- Given data -
──────

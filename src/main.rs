use anyhow::Result;

use popdash_core::AppError;
use popdash_popup::PopupController;
use popdash_services::{SettingsManager, TaskListManager};
use popdash_storage::{FileBackend, KvClient};
use popdash_weather::WeatherClient;

#[tokio::main]
async fn main() -> Result<()> {
    // Initialize logging
    popdash_core::init()?;

    if let Err(e) = run().await {
        tracing::error!("Popdash failed: {}", e);
        eprintln!("{}", e.user_message());
        std::process::exit(1);
    }
    Ok(())
}

async fn run() -> Result<(), AppError> {
    let (config, _validation) = popdash_core::Config::load_validated()?;
    tracing::info!("Popdash started");

    let store = KvClient::new(FileBackend::new(config.storage.data_path()));
    let weather =
        WeatherClient::with_base_url(config.weather.api_key(), &config.weather.base_url)?;

    let mut popup = PopupController::new(
        SettingsManager::new(store.clone()),
        TaskListManager::new(store),
        weather,
    );
    popup
        .init()
        .await
        .map_err(|e| AppError::Popup(e.user_message()))?;

    println!("{}", popup.state().render());
    Ok(())
}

──────

- What is required -
How many lines in the records above contain the word "WeatherClient"? Give only the number.

- Reply to the exercise -
2